--- SUPPLIED DATA ---

//! Baseline signal model and anomaly-injection engine for Sensogen.
//!
//! This crate owns the stochastic half of the system: producing normal
//! sensor values from a smooth diurnal model plus Gaussian noise, and
//! deciding per reading whether (and how) to corrupt a value.
//!
//! # Determinism
//!
//! All randomness flows from [`rand::rngs::SmallRng`] instances seeded from
//! the configuration-level seed, so the same seed and configuration always
//! produce the same reading sequence. This enables reproducible runs and
//! deterministic tests.
//!
//! # Modules
//!
//! - [`config`] -- generator and anomaly configuration sections
//! - [`baseline`] -- diurnal + Gaussian baseline signal model
//! - [`profile`] -- device-characteristic probability modifiers
//! - [`anomaly`] -- the anomaly engine (weighted selection, episode state)
//! - [`error`] -- shared error type

pub mod anomaly;
pub mod baseline;
pub mod config;
pub mod error;
pub mod profile;

// Re-export primary types for convenience.
pub use anomaly::{AnomalyEngine, Episode};
pub use baseline::{BaselineModel, BaselineSample};
pub use config::{AnomalyConfig, AnomalyTypeConfig, GeneratorConfig, MetricProfile, MetricsConfig};
pub use error::GenError;
pub use profile::effective_probability;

---

ACTIVITY — Within the entries above, how many lines hold the string "error"? State the number with no other words.

RESULT — 3